» Task requirements
Go through the entries below and work out how many lines include "DirSource". Answer with the number only.

Provided data Start Marker

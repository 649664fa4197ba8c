//! Display ordering for the working directory.
//!
//! The table is a permutation of the first `SORT_LIMIT` eligible entries,
//! case-insensitive by name with folders optionally grouped. How much of
//! the directory is buffered while sorting depends on the `SortTier` picked
//! at startup; every tier produces the same order.

use core::cmp::Ordering;

use crate::{
    codec::DirEntry,
    config::{FolderSorting, SortTier, SORT_LIMIT},
};

mod tier;

#[cfg(test)]
mod tests;

pub use tier::{CachedSort, StorageSort, TransientSort};

pub type SortOrder = heapless::Vec<u16, SORT_LIMIT>;

/// Eligible entries of the directory being sorted, addressed by raw index.
pub trait EntrySource {
    fn entry_count(&mut self) -> u16;
    fn entry(&mut self, raw_index: u16) -> Option<DirEntry>;
}

/// One memory tier of the sort engine.
pub trait SortStrategy {
    /// Reads whatever the tier buffers for the upcoming sort.
    fn load(&mut self, source: &mut dyn EntrySource, count: u16);
    /// `true` when the entry at raw index `a` must come after `b`.
    fn out_of_order(
        &mut self,
        source: &mut dyn EntrySource,
        a: u16,
        b: u16,
        folders: FolderSorting,
    ) -> bool;
    /// Called once the order is final.
    fn finish(&mut self);
    fn flush(&mut self);
    /// Entry served from RAM, without touching the card.
    fn cached(&self, raw_index: u16) -> Option<DirEntry>;
}

/// Bit per raw index, set for directories.
#[derive(Clone, Debug, Default, PartialEq, Eq)]
pub struct DirBits([u8; (SORT_LIMIT + 7) / 8]);

impl DirBits {
    pub fn set(&mut self, index: u16, is_dir: bool) {
        let (byte, mask) = Self::slot(index);
        if is_dir {
            self.0[byte] |= mask;
        } else {
            self.0[byte] &= !mask;
        }
    }

    pub fn get(&self, index: u16) -> bool {
        let (byte, mask) = Self::slot(index);
        self.0.get(byte).is_some_and(|b| b & mask != 0)
    }

    fn slot(index: u16) -> (usize, u8) {
        ((index >> 3) as usize, 1 << (index & 0x07))
    }
}

/// ASCII case-insensitive ordering, byte by byte.
pub fn cmp_ignore_case(a: &str, b: &str) -> Ordering {
    let a = a.bytes().map(|c| c.to_ascii_lowercase());
    let b = b.bytes().map(|c| c.to_ascii_lowercase());
    a.cmp(b)
}

/// Sort comparator shared by every tier.
pub fn out_of_order(
    a_name: &str,
    a_dir: bool,
    b_name: &str,
    b_dir: bool,
    folders: FolderSorting,
) -> bool {
    if a_dir != b_dir {
        match folders {
            FolderSorting::Above => return b_dir,
            FolderSorting::Below => return a_dir,
            FolderSorting::Off => {}
        }
    }
    cmp_ignore_case(a_name, b_name) == Ordering::Greater
}

#[derive(Debug)]
enum Strategy {
    Storage(StorageSort),
    Transient(TransientSort),
    Cached(CachedSort),
}

impl Strategy {
    fn as_dyn(&mut self) -> &mut dyn SortStrategy {
        match self {
            Self::Storage(s) => s,
            Self::Transient(s) => s,
            Self::Cached(s) => s,
        }
    }

    fn as_dyn_ref(&self) -> &dyn SortStrategy {
        match self {
            Self::Storage(s) => s,
            Self::Transient(s) => s,
            Self::Cached(s) => s,
        }
    }
}

#[derive(Debug)]
pub struct SortTable {
    strategy: Strategy,
    order: SortOrder,
    generation: u32,
}

impl SortTable {
    pub fn new(tier: SortTier) -> Self {
        let strategy = match tier {
            SortTier::Storage => Strategy::Storage(StorageSort),
            SortTier::Transient => Strategy::Transient(TransientSort::default()),
            SortTier::Cached => Strategy::Cached(CachedSort::default()),
        };
        Self {
            strategy,
            order: SortOrder::new(),
            generation: 0,
        }
    }

    pub fn tier(&self) -> SortTier {
        match self.strategy {
            Strategy::Storage(_) => SortTier::Storage,
            Strategy::Transient(_) => SortTier::Transient,
            Strategy::Cached(_) => SortTier::Cached,
        }
    }

    /// Drops the previous table and sorts the source from scratch.
    pub fn rebuild(&mut self, source: &mut dyn EntrySource, folders: FolderSorting) {
        self.flush();
        self.generation = self.generation.wrapping_add(1);

        let count = source.entry_count().min(SORT_LIMIT as u16);
        if count == 0 {
            return;
        }
        for raw in 0..count {
            // Capacity equals SORT_LIMIT and count is clamped to it.
            let _ = self.order.push(raw);
        }

        let strategy = self.strategy.as_dyn();
        strategy.load(source, count);

        // Bubble sort with early exit keeps equal names in directory order.
        let len = self.order.len();
        for pass_end in (1..len).rev() {
            let mut swapped = false;
            for j in 0..pass_end {
                let (o1, o2) = (self.order[j], self.order[j + 1]);
                if strategy.out_of_order(source, o1, o2, folders) {
                    self.order.swap(j, j + 1);
                    swapped = true;
                }
            }
            if !swapped {
                break;
            }
        }

        strategy.finish();
        log::debug!(
            "sdcard: presort count={} tier={:?} generation={}",
            count,
            self.tier(),
            self.generation
        );
    }

    /// Releases the order and any buffered names.
    pub fn flush(&mut self) {
        self.order.clear();
        self.strategy.as_dyn().flush();
    }

    pub fn len(&self) -> usize {
        self.order.len()
    }

    pub fn is_empty(&self) -> bool {
        self.order.is_empty()
    }

    pub fn order(&self) -> &[u16] {
        &self.order
    }

    /// Rebuild counter, bumped on every `rebuild`.
    pub fn generation(&self) -> u32 {
        self.generation
    }

    /// Raw index at display position `position`; positions past the table
    /// fall through unsorted.
    pub fn raw_index(&self, position: u16) -> u16 {
        self.order
            .get(position as usize)
            .copied()
            .unwrap_or(position)
    }

    pub fn cached(&self, raw_index: u16) -> Option<DirEntry> {
        if raw_index as usize >= self.order.len() {
            return None;
        }
        self.strategy.as_dyn_ref().cached(raw_index)
    }

    /// Raw index of the first cached entry at or after `from` whose short
    /// name matches.
    pub fn find_cached(&self, name: &str, from: u16) -> Option<u16> {
        (from..self.order.len() as u16).find(|&raw| {
            self.cached(raw)
                .is_some_and(|entry| entry.short_name.eq_ignore_ascii_case(name))
        })
    }
}
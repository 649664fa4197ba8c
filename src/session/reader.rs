use alloc::string::String;

use crate::{
    autostart::{self, Autostart},
    codec::{eq_ignore_case, DirEntry},
    config::{
        FolderSorting, PathBuf, SessionConfig, ShortName, JOB_TIME_REPORT_COMMAND,
        JOB_TIME_REPORT_MIN_SECONDS, PROC_DEPTH, SD_FINISHED_RELEASE_COMMAND, WRITE_LINE_MAX,
    },
    driver::{CardDriver, InitStage, OpenMode},
    error::SessionError,
    host::SessionHost,
    path,
    sort::{EntrySource, SortTable},
    traverse::{self, Found, Target},
    workdir::WorkDirStack,
};

use super::{
    engine::SessionEngine,
    events::SessionEvent,
    procedure::{ProcedureFrame, ProcedureStack},
    types::{SessionApplyStatus, SessionMode},
};

pub type Line = heapless::String<WRITE_LINE_MAX>;

#[derive(Clone, Copy, Debug, PartialEq, Eq)]
enum OpenKind {
    Read,
    Write,
    Log,
}

#[derive(Clone, Copy, Debug, PartialEq, Eq)]
enum Nesting {
    /// Close whatever is open and start over.
    Replace,
    /// Suspend the open file on the procedure stack.
    Call,
    /// Reopen a caller popped off the procedure stack.
    Resume,
}

/// Eligible entries of one directory, read through the traversal engine.
struct DirSource<'a, D: CardDriver> {
    driver: &'a mut D,
    dir: &'a D::Dir,
}

impl<D: CardDriver> EntrySource for DirSource<'_, D> {
    fn entry_count(&mut self) -> u16 {
        traverse::count(self.driver, self.dir)
    }

    fn entry(&mut self, raw_index: u16) -> Option<DirEntry> {
        traverse::find(self.driver, self.dir, Target::Index(raw_index)).map(|found| found.entry)
    }
}

/// The card session: mount state, working directory, display order and the
/// single open file.
pub struct CardReader<D: CardDriver, H: SessionHost> {
    driver: D,
    host: H,
    config: SessionConfig,
    card_ok: bool,
    workdir: WorkDirStack<D::Dir>,
    sort: SortTable,
    session: SessionEngine,
    file: Option<D::File>,
    file_path: PathBuf,
    sdpos: u32,
    filesize: u32,
    printing: bool,
    procedures: ProcedureStack,
    autostart: Autostart,
}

Provided data End Marker

» Exercise response
2